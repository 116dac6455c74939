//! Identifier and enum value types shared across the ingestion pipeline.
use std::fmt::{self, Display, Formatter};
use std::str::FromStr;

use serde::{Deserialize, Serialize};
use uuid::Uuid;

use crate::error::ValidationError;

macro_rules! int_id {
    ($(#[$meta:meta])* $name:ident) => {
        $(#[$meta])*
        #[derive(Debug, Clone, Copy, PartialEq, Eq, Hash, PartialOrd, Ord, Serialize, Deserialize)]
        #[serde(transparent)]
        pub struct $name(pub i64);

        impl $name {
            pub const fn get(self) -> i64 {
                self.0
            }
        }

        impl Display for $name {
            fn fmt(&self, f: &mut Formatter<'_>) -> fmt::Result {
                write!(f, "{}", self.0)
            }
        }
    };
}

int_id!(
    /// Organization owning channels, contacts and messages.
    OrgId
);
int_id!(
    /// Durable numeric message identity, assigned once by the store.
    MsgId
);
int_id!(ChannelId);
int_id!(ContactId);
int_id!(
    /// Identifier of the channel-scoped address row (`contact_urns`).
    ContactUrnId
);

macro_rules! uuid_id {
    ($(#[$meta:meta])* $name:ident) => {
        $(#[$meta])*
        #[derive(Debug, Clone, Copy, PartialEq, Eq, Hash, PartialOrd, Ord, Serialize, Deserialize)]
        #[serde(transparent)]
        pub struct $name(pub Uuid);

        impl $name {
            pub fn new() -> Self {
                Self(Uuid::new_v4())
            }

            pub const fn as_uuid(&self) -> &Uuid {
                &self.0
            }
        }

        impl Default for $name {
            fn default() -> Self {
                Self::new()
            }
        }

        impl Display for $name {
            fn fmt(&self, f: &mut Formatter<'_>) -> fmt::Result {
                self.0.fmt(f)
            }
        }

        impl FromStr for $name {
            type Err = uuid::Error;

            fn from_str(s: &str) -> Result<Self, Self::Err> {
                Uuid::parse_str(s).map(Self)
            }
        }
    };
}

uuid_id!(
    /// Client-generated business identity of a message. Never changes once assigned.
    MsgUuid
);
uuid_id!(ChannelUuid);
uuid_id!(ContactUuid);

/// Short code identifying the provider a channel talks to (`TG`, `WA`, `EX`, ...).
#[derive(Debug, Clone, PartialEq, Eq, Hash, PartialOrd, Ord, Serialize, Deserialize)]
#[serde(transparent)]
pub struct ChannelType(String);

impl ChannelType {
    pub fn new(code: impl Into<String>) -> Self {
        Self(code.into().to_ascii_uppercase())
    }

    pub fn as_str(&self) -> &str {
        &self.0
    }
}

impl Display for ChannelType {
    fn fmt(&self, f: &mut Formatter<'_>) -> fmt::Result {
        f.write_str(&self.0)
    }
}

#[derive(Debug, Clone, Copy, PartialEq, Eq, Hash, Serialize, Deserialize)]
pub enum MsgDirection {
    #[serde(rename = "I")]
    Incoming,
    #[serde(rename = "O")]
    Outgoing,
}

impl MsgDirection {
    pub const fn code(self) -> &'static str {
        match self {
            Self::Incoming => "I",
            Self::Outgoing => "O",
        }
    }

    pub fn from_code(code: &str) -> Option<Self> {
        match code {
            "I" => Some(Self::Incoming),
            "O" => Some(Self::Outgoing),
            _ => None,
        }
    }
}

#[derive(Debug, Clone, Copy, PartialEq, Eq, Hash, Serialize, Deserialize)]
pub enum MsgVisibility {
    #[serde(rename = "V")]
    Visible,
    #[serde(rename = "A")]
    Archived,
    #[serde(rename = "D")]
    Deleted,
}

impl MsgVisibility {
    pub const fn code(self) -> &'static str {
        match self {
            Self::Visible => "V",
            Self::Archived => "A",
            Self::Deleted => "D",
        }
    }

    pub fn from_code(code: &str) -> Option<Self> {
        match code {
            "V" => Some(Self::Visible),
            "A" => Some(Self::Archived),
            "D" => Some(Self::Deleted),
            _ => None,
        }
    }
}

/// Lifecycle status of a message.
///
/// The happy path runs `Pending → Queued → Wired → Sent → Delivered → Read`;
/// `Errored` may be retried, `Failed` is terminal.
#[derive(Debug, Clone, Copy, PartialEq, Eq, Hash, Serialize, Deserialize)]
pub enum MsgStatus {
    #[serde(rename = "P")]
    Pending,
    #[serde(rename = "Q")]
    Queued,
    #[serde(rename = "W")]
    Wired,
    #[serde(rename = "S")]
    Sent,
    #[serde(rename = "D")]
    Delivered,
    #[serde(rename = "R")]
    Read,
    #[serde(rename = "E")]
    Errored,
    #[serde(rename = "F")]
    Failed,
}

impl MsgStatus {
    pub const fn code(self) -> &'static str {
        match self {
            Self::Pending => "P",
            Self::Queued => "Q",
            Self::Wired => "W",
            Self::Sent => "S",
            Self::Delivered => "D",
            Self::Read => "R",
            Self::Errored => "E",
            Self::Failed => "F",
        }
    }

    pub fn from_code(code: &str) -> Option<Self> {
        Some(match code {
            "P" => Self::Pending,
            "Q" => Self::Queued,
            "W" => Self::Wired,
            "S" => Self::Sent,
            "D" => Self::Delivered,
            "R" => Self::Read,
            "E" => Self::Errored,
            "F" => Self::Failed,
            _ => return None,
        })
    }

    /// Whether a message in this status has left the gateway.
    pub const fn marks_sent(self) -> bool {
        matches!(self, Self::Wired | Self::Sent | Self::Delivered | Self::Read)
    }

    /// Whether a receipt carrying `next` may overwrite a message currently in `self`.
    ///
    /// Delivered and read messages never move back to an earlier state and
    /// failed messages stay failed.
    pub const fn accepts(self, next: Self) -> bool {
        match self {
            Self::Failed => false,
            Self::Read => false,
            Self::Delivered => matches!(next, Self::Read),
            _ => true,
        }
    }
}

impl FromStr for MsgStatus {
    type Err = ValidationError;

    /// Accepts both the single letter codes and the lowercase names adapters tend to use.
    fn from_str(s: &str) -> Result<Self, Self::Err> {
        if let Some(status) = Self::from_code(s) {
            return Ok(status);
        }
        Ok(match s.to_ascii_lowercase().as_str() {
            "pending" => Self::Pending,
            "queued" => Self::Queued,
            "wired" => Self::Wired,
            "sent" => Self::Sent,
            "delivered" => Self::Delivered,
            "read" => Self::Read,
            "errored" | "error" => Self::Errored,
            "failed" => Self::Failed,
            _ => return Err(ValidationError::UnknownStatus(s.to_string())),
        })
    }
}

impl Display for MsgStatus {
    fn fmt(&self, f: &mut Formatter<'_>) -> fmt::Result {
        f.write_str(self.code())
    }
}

-- -- --

| Prompt |
The total is all that is wanted here: please count the lines of the material that contain the word "MsgStatus".

| Exercise result |
4